CHARLESTON - Mississippi County Commissioners have established an Americans with Disabilities Act Section 504 Grievance Procedure for the county.
"This is a requirement of the Community Development Block Grant program," County Clerk Junior DeLay explained during the County Commission's regular meeting Thursday. The CDBG funds are for the county's rural water district.
DeLay said the county had an ADA grievance procedure in place already for county employees, "but it didn't address the public at large."
The procedure will provide for "prompt and equitable resolution of complaints alleging any action prohibited by the Americans with Disabilities Act" as well as implementing Section 504, which provides that "no otherwise qualified individual with a disability...shall, solely by reason of her or his disability, be excluded from the participation in, be denied the benefits of, or be subjected to discrimination under any program of activity receiving federal financial assistance."
Designated by the county to serve as coordinator for compliance efforts, DeLay will receive complaints and maintain files and records related to complaints.
Accommodations for special disabilities will not be made as they are cost prohibitive for the county.
"As far as the self-evaluation, there were only two deficiencies," DeLay said. These were lack of handicapped parking at the County Highway Department shed and at the county airport.
In other county business:
* With steel prices skyrocketing, Presiding Commissioner Jim Blumenberg suggested looking into selling the county's bulldozer as scrap, but Commissioner Homer Oliver advised it has been repaired and is operable. "They're using that bulldozer," he said.
Blumenberg said an area farmer got $33,000 for scrapping four old tractors.
Commissioner Martin Lucas said wire mesh for concrete has gone up from $39 per unit to $79, and half-inch rebar may not even be available soon.
Commissioners agreed with steel prices as they are, the county may not be able to replace culverts or put in rail car bridges as they have in the past.
Lucas said one benefit of high steel prices may be that a lot of junk could get cleaned up for scrap.
* When the county's blacktop budget is expended this year, "whether we offend or don't offend, we'll have to stop," Blumenberg said.
Commissioners discussed procedures to use for a chip-and-seal blacktop process they will soon test such as grading then putting down a "tack shot" of regular road oil to lay pea gravel on before coming over the top with the higher-quality chip-and-seal oil. The process will be finished by rolling it.
"We're going to try it," Oliver said. "We're just experimenting with this," Blumenberg added.
Oliver said at the worst, the process will make a nice dust control surface, "better than what they've got."

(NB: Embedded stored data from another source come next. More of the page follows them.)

//! Allow-list validation of candidate queries.
//!
//! Uses sqlparser-rs with the store's dialect to parse the candidate, then
//! walks the AST to check statement kind, relations, column references and
//! function calls.

use std::ops::ControlFlow;

use sqlparser::ast::{
    visit_expressions, visit_relations, Expr, Ident, ObjectName, Query, SelectItem, SetExpr,
    Statement, TableAlias, TableFactor, TableWithJoins, Visit, Visitor,
};
use sqlparser::dialect::Dialect;
use sqlparser::parser::Parser;
use sqlparser::tokenizer::{Token, Tokenizer};

use crate::store::{StoreBackend, TableName};

use super::{functions, RejectReason, StatementType};

/// Keywords that may never appear unquoted in a candidate.
const FORBIDDEN_KEYWORDS: &[&str] = &[
    "CREATE", "DROP", "ALTER", "INSERT", "UPDATE", "DELETE", "TRUNCATE", "MERGE", "GRANT",
    "REVOKE", "COPY", "ATTACH", "DETACH", "PRAGMA", "VACUUM", "REINDEX",
];

const HIDDEN_COLUMNS: &[&str] = &[
    "rowid", "_rowid_", "oid", "ctid", "xmin", "xmax", "cmin", "cmax", "tableoid",
];

/// A candidate query that passed the allow-list gate.
///
/// Only [`QueryValidator::validate`] can construct one, so holding a
/// `ValidatedQuery` proves the text was checked against `table`.
#[derive(Debug, Clone, PartialEq, Eq)]
pub struct ValidatedQuery {
    sql: String,
    table: TableName,
}

impl ValidatedQuery {
    /// The query text, without a trailing semicolon.
    pub fn as_str(&self) -> &str {
        &self.sql
    }

    /// The only table this query reads from.
    pub fn table(&self) -> &TableName {
        &self.table
    }
}

/// Validates candidate SQL against a single table and its declared columns.
#[derive(Debug, Clone, Copy)]
pub struct QueryValidator {
    backend: StoreBackend,
}

impl QueryValidator {
    /// Creates a validator that parses with the given store's dialect.
    pub fn new(backend: StoreBackend) -> Self {
        Self { backend }
    }

    /// Checks `candidate` and returns it as a [`ValidatedQuery`] if it is a
    /// single read-only query referencing only `table` and `columns`.
    pub fn validate(
        &self,
        candidate: &str,
        table: &TableName,
        columns: &[String],
    ) -> Result<ValidatedQuery, RejectReason> {
        let text = candidate.trim();
        if text.trim_end_matches(';').trim().is_empty() {
            return Err(RejectReason::Empty);
        }

        self.backend
            .with_dialect(|dialect| check_keywords(dialect, text))?;

        let statements = self
            .backend
            .with_dialect(|dialect| Parser::parse_sql(dialect, text))
            .map_err(|e| RejectReason::Unparseable(e.to_string()))?;

        let statement = match statements.as_slice() {
            [] => return Err(RejectReason::Empty),
            [statement] => statement,
            many => return Err(RejectReason::MultipleStatements(many.len())),
        };

        if !matches!(statement, Statement::Query(_)) {
            return Err(RejectReason::NotReadOnly(statement_type(statement)));
        }

        let mut scope = QueryScope::default();
        if let ControlFlow::Break(reason) = statement.visit(&mut scope) {
            return Err(reason);
        }

        let allowed = AllowList {
            backend: self.backend,
            table,
            columns,
            scope: &scope,
        };

        if let ControlFlow::Break(reason) =
            visit_relations(statement, |name| allowed.check_relation(name))
        {
            return Err(reason);
        }

        if let ControlFlow::Break(reason) =
            visit_expressions(statement, |expr| allowed.check_expr(expr))
        {
            return Err(reason);
        }

        if let ControlFlow::Break(reason) = statement.visit(&mut ProjectionCheck {
            allowed: &allowed,
        }) {
            return Err(reason);
        }

        Ok(ValidatedQuery {
            sql: text.trim_end_matches(';').trim_end().to_string(),
            table: table.clone(),
        })
    }
}

/// Rejects candidates that contain a forbidden keyword outside of quotes and
/// string literals.
fn check_keywords(dialect: &dyn Dialect, sql: &str) -> Result<(), RejectReason> {
    let tokens = Tokenizer::new(dialect, sql)
        .tokenize()
        .map_err(|e| RejectReason::Unparseable(e.to_string()))?;

    for token in tokens {
        if let Token::Word(word) = token {
            if word.quote_style.is_some() {
                continue;
            }
            let upper = word.value.to_ascii_uppercase();
            if FORBIDDEN_KEYWORDS.contains(&upper.as_str()) {
                return Err(RejectReason::ForbiddenKeyword(upper));
            }
        }
    }

    Ok(())
}

/// Maps a non-query statement to the type reported in the rejection.
fn statement_type(statement: &Statement) -> StatementType {
    match statement {
        Statement::Query(_) => StatementType::Select,
        Statement::Insert { .. } => StatementType::Insert,
        Statement::Update { .. } => StatementType::Update,
        Statement::Delete { .. } => StatementType::Delete,
        Statement::Merge { .. } => StatementType::Merge,
        Statement::Drop { .. } => StatementType::Drop,
        Statement::Truncate { .. } => StatementType::Truncate,
        Statement::AlterTable { .. } => StatementType::Alter,
        Statement::CreateTable { .. }
        | Statement::CreateView { .. }
        | Statement::CreateIndex { .. } => StatementType::Create,
        Statement::Grant { .. } => StatementType::Grant,
        Statement::Revoke { .. } => StatementType::Revoke,
        Statement::Explain { .. } => StatementType::Explain,
        _ => StatementType::Unknown,
    }
}

/// Names introduced by the statement itself.
///
/// Also rejects query bodies that write (data-modifying CTEs, `SELECT INTO`).
#[derive(Debug, Default)]
struct QueryScope {
    cte_names: Vec<String>,
    /// Table, derived-table and nested-join aliases. Only valid as qualifiers.
    qualifiers: Vec<String>,
    /// Output names of inner queries: projection aliases and the column
    /// lists of CTE and table aliases.
    derived_columns: Vec<String>,
}

impl Visitor for QueryScope {
    type Break = RejectReason;

    fn pre_visit_query(&mut self, query: &Query) -> ControlFlow<Self::Break> {
        if let Some(with) = &query.with {
            for cte in &with.cte_tables {
                self.cte_names.push(cte.alias.name.value.clone());
                self.collect_alias_columns(&cte.alias);
            }
        }
        self.collect_set_expr(&query.body)
    }
}

impl QueryScope {
    fn collect_set_expr(&mut self, body: &SetExpr) -> ControlFlow<RejectReason> {
        match body {
            SetExpr::Select(select) => {
                if select.into.is_some() {
                    return ControlFlow::Break(RejectReason::SelectInto);
                }
                for item in &select.projection {
                    if let SelectItem::ExprWithAlias { alias, .. } = item {
                        self.derived_columns.push(alias.value.clone());
                    }
                }
                for twj in &select.from {
                    self.collect_table_with_joins(twj);
                }
                ControlFlow::Continue(())
            }
            SetExpr::SetOperation { left, right, .. } => {
                self.collect_set_expr(left)?;
                self.collect_set_expr(right)
            }
            // Nested queries are visited on their own.
            SetExpr::Query(_) | SetExpr::Values(_) => ControlFlow::Continue(()),
            // INSERT/UPDATE/etc. inside a CTE body, or TABLE <name>
            _ => ControlFlow::Break(RejectReason::NotReadOnly(StatementType::Unknown)),
        }
    }

    fn collect_table_with_joins(&mut self, twj: &TableWithJoins) {
        self.collect_table_factor(&twj.relation);
        for join in &twj.joins {
            self.collect_table_factor(&join.relation);
        }
    }

    fn collect_table_factor(&mut self, factor: &TableFactor) {
        match factor {
            TableFactor::Table { alias, .. } | TableFactor::Derived { alias, .. } => {
                if let Some(alias) = alias {
                    self.collect_alias(alias);
                }
            }
            TableFactor::NestedJoin {
                table_with_joins,
                alias,
            } => {
                if let Some(alias) = alias {
                    self.collect_alias(alias);
                }
                self.collect_table_with_joins(table_with_joins);
            }
            _ => {}
        }
    }

    fn collect_alias(&mut self, alias: &TableAlias) {
        self.qualifiers.push(alias.name.value.clone());
        self.collect_alias_columns(alias);
    }

    /// `t(a, b)` renames the relation's output columns to `a` and `b`.
    fn collect_alias_columns(&mut self, alias: &TableAlias) {
        self.derived_columns
            .extend(alias.columns.iter().map(|column| column.value.clone()));
    }
}

/// The allow-list a single validation runs against.
struct AllowList<'a> {
    backend: StoreBackend,
    table: &'a TableName,
    columns: &'a [String],
    scope: &'a QueryScope,
}

impl AllowList<'_> {
    fn check_relation(&self, name: &ObjectName) -> ControlFlow<RejectReason> {
        let allowed = match name.0.as_slice() {
            [ident] => {
                ident_matches(ident, self.table.as_str())
                    || self.scope.cte_names.iter().any(|cte| ident_matches(ident, cte))
            }
            _ => false,
        };

        if allowed {
            ControlFlow::Continue(())
        } else {
            ControlFlow::Break(RejectReason::ForeignTable(name.to_string()))
        }
    }

    fn check_expr(&self, expr: &Expr) -> ControlFlow<RejectReason> {
        match expr {
            Expr::Identifier(ident) => self.check_column(ident),
            Expr::CompoundIdentifier(parts) => match parts.as_slice() {
                [qualifier, column] => {
                    if !self.is_qualifier(qualifier) {
                        return ControlFlow::Break(RejectReason::BadQualifier(
                            display_parts(parts),
                        ));
                    }
                    self.check_column(column)
                }
                [single] => self.check_column(single),
                _ => ControlFlow::Break(RejectReason::BadQualifier(display_parts(parts))),
            },
            Expr::Function(function) => self.check_function(&function.name),
            _ => ControlFlow::Continue(()),
        }
    }

    fn check_function(&self, name: &ObjectName) -> ControlFlow<RejectReason> {
        match name.0.as_slice() {
            [ident] if functions::is_allowed(self.backend, &ident.value) => {
                ControlFlow::Continue(())
            }
            // Schema-qualified calls (pg_catalog.x) are never allowed.
            _ => ControlFlow::Break(RejectReason::ForbiddenFunction(display_parts(&name.0))),
        }
    }

    fn check_column(&self, ident: &Ident) -> ControlFlow<RejectReason> {
        let known = self.is_declared(ident) || self.is_derived(ident);

        if known {
            ControlFlow::Continue(())
        } else {
            ControlFlow::Break(RejectReason::UnknownColumn(ident.value.clone()))
        }
    }

    fn is_declared(&self, ident: &Ident) -> bool {
        self.columns.iter().any(|c| ident_matches(ident, c))
    }

    fn is_derived(&self, ident: &Ident) -> bool {
        !is_hidden_column(ident)
            && self.scope.derived_columns.iter().any(|c| ident_matches(ident, c))
    }

    fn is_qualifier(&self, ident: &Ident) -> bool {
        ident_matches(ident, self.table.as_str())
            || self.scope.qualifiers.iter().any(|a| ident_matches(ident, a))
            || self.scope.cte_names.iter().any(|c| ident_matches(ident, c))
    }

    /// Checks each SELECT's own projection. Names there resolve against the
    /// select's sources, so a derived name only counts when the select reads
    /// a CTE or a derived table; `SELECT x AS x` needs `x` declared.
    fn check_projections(&self, body: &SetExpr) -> ControlFlow<RejectReason> {
        match body {
            SetExpr::Select(select) => {
                let reads_derived = select.from.iter().any(|twj| self.reads_derived(twj));
                for item in &select.projection {
                    let mut names = ProjectionNames::default();
                    let _ = item.visit(&mut names);
                    for ident in &names.found {
                        let known = self.is_declared(ident)
                            || (reads_derived && self.is_derived(ident));
                        if !known {
                            return ControlFlow::Break(RejectReason::UnknownColumn(
                                ident.value.clone(),
                            ));
                        }
                    }
                }
                ControlFlow::Continue(())
            }
            SetExpr::SetOperation { left, right, .. } => {
                self.check_projections(left)?;
                self.check_projections(right)
            }
            _ => ControlFlow::Continue(()),
        }
    }

    fn reads_derived(&self, twj: &TableWithJoins) -> bool {
        std::iter::once(&twj.relation)
            .chain(twj.joins.iter().map(|join| &join.relation))
            .any(|factor| match factor {
                TableFactor::Derived { .. } => true,
                TableFactor::Table { name, .. } => match name.0.as_slice() {
                    [ident] => self.scope.cte_names.iter().any(|c| ident_matches(ident, c)),
                    _ => false,
                },
                TableFactor::NestedJoin {
                    table_with_joins, ..
                } => self.reads_derived(table_with_joins),
                _ => false,
            })
    }
}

Commissioners are estimating the cost of the chip-and-seal should be one-third the cost of putting down cold-mix asphalt.
"It's not going to cure everything, but it sure will help," Oliver predicted.
Commissioners also discussed blacktopping methods used by previous commissioners, including extremely thin layers of blacktop. "Those were political roads," Blumenberg said, "out in the middle of nowhere."
* Pavestones should be in place soon between the courthouse's front sidewalk and curb.
"They're going to start Monday," DeLay said.